Assignment
Starting with the first line and ending with the one that holds "reversible batch remediation", retype the entries exactly.

* * * *

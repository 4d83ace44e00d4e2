//! Content hashing helpers used by backups, write verification, and the seen set.
use std::path::Path;

use sha2::{Digest, Sha256};

/// Compute SHA-256 of a file at `path`, returning a lowercase hex string.
pub fn sha256_hex_of(path: &Path) -> Option<String> {
    let mut f = std::fs::File::open(path).ok()?;
    let mut hasher = Sha256::new();
    std::io::copy(&mut f, &mut hasher).ok()?;
    Some(hex::encode(hasher.finalize()))
}

/// Compute SHA-256 of `bytes`, returning a lowercase hex string.
pub fn sha256_hex(bytes: &[u8]) -> String {
    hex::encode(Sha256::digest(bytes))
}

/// Digest of a resource's identity and content, used as the seen-set key.
pub fn content_key(resource: &str, bytes: &[u8]) -> [u8; 32] {
    let mut hasher = Sha256::new();
    hasher.update(resource.as_bytes());
    hasher.update([0u8]);
    hasher.update(bytes);
    hasher.finalize().into()
}
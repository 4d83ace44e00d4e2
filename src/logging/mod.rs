pub mod audit;
pub mod facts;
pub mod redact;

pub use audit::{Decision, EventBuilder, Stage, StageLogger};
pub use facts::{AuditSink, FactsEmitter, JsonlFileSink, JsonlSink, StderrAudit};
pub use redact::{now_iso, redact_event, TS_ZERO};
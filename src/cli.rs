//! CLI argument parsing via `clap`.

use std::path::PathBuf;

use clap::{Args, Parser, Subcommand, ValueEnum};
use mendyard::types::Priority;

#[derive(Parser, Debug)]
#[command(
    name = "mendyard",
    version,
    about = "Conservative, reversible batch remediation of flake8 violations",
    long_about = "Mendyard groups static-analysis violations per file, snapshots each file, applies safe fixes on a bounded worker pool, and rolls back any batch that fails.\n\nConfiguration precedence: CLI > mendyard.toml > defaults.",
    after_help = "Examples:\n  flake8 . > violations.txt && mendyard run --violations violations.txt\n  mendyard plan --violations v.json --format json --output json\n  mendyard rollback --run run_20250101T120000_deadbeef",
    arg_required_else_help = true
)]
pub struct Cli {
    #[command(subcommand)]
    pub cmd: Commands,
}

#[derive(Subcommand, Debug)]
pub enum Commands {
    /// Remediate violations and report outcomes
    #[command(
        about = "Run remediation",
        after_help = "Exit codes: 0 ok, 1 nothing fixed and something failed, 2 input/config error, 30 lock timeout, 70 restore failed"
    )]
    Run {
        #[command(flatten)]
        input: InputArgs,
        #[arg(long, help = "Dispatch at most N batches")]
        max_batches: Option<usize>,
        #[arg(long, help = "Only dispatch batches of this priority (CRITICAL|HIGH|MEDIUM|LOW)")]
        priority: Option<Priority>,
        #[arg(long, help = "Worker pool size (overrides mendyard.toml)")]
        workers: Option<usize>,
        #[arg(long, help = "Append per-violation outcomes as JSON lines to FILE")]
        outcomes: Option<PathBuf>,
        #[arg(long, help = "Append structured facts as JSON lines to FILE")]
        facts: Option<PathBuf>,
    },
    /// Print the prioritized batches without touching any file
    #[command(about = "Show the batch plan")]
    Plan {
        #[command(flatten)]
        input: InputArgs,
    },
    /// Restore every file a previous run touched
    #[command(about = "Roll back a run")]
    Rollback {
        #[arg(long = "run", help = "Run id printed by `mendyard run`")]
        run_id: String,
        #[arg(long, help = "Workspace root (default: current dir)")]
        root: Option<PathBuf>,
        #[arg(long, help = "Path to mendyard.toml (default: <root>/mendyard.toml)")]
        config: Option<PathBuf>,
        #[arg(long, value_enum, default_value_t = OutputMode::Human)]
        output: OutputMode,
    },
}

/// Inputs shared by `run` and `plan`.
#[derive(Args, Debug)]
pub struct InputArgs {
    #[arg(long, help = "Violation report produced by the linter")]
    pub violations: PathBuf,
    #[arg(long, value_enum, default_value_t = InputFormat::Flake8)]
    pub format: InputFormat,
    #[arg(long, help = "Workspace root (default: current dir)")]
    pub root: Option<PathBuf>,
    #[arg(long, help = "Path to mendyard.toml (default: <root>/mendyard.toml)")]
    pub config: Option<PathBuf>,
    #[arg(long, value_enum, default_value_t = OutputMode::Human)]
    pub output: OutputMode,
}

#[derive(Clone, Copy, Debug, PartialEq, Eq, ValueEnum)]
pub enum InputFormat {
    Flake8,
    Json,
}

#[derive(Clone, Copy, Debug, PartialEq, Eq, ValueEnum)]
pub enum OutputMode {
    Human,
    Json,
}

* * * *

Task output
repository 4d83ace44e00d4e2
//! Content hashing helpers used by backups, write verification, and the seen set.
use std::path::Path;

use sha2::{Digest, Sha256};

/// Compute SHA-256 of a file at `path`, returning a lowercase hex string.
pub fn sha256_hex_of(path: &Path) -> Option<String> {
    let mut f = std::fs::File::open(path).ok()?;
    let mut hasher = Sha256::new();
    std::io::copy(&mut f, &mut hasher).ok()?;
    Some(hex::encode(hasher.finalize()))
}

/// Compute SHA-256 of `bytes`, returning a lowercase hex string.
pub fn sha256_hex(bytes: &[u8]) -> String {
    hex::encode(Sha256::digest(bytes))
}

/// Digest of a resource's identity and content, used as the seen-set key.
pub fn content_key(resource: &str, bytes: &[u8]) -> [u8; 32] {
    let mut hasher = Sha256::new();
    hasher.update(resource.as_bytes());
    hasher.update([0u8]);
    hasher.update(bytes);
    hasher.finalize().into()
}
repository 4d83ace44e00d4e2
filename src/logging/mod.rs
pub mod audit;
pub mod facts;
pub mod redact;

pub use audit::{Decision, EventBuilder, Stage, StageLogger};
pub use facts::{AuditSink, FactsEmitter, JsonlFileSink, JsonlSink, StderrAudit};
pub use redact::{now_iso, redact_event, TS_ZERO};
filename src/cli.rs
//! CLI argument parsing via `clap`.

use std::path::PathBuf;

use clap::{Args, Parser, Subcommand, ValueEnum};
use mendyard::types::Priority;

#[derive(Parser, Debug)]
#[command(
    name = "mendyard",
    version,
    about = "Conservative, reversible batch remediation of flake8 violations",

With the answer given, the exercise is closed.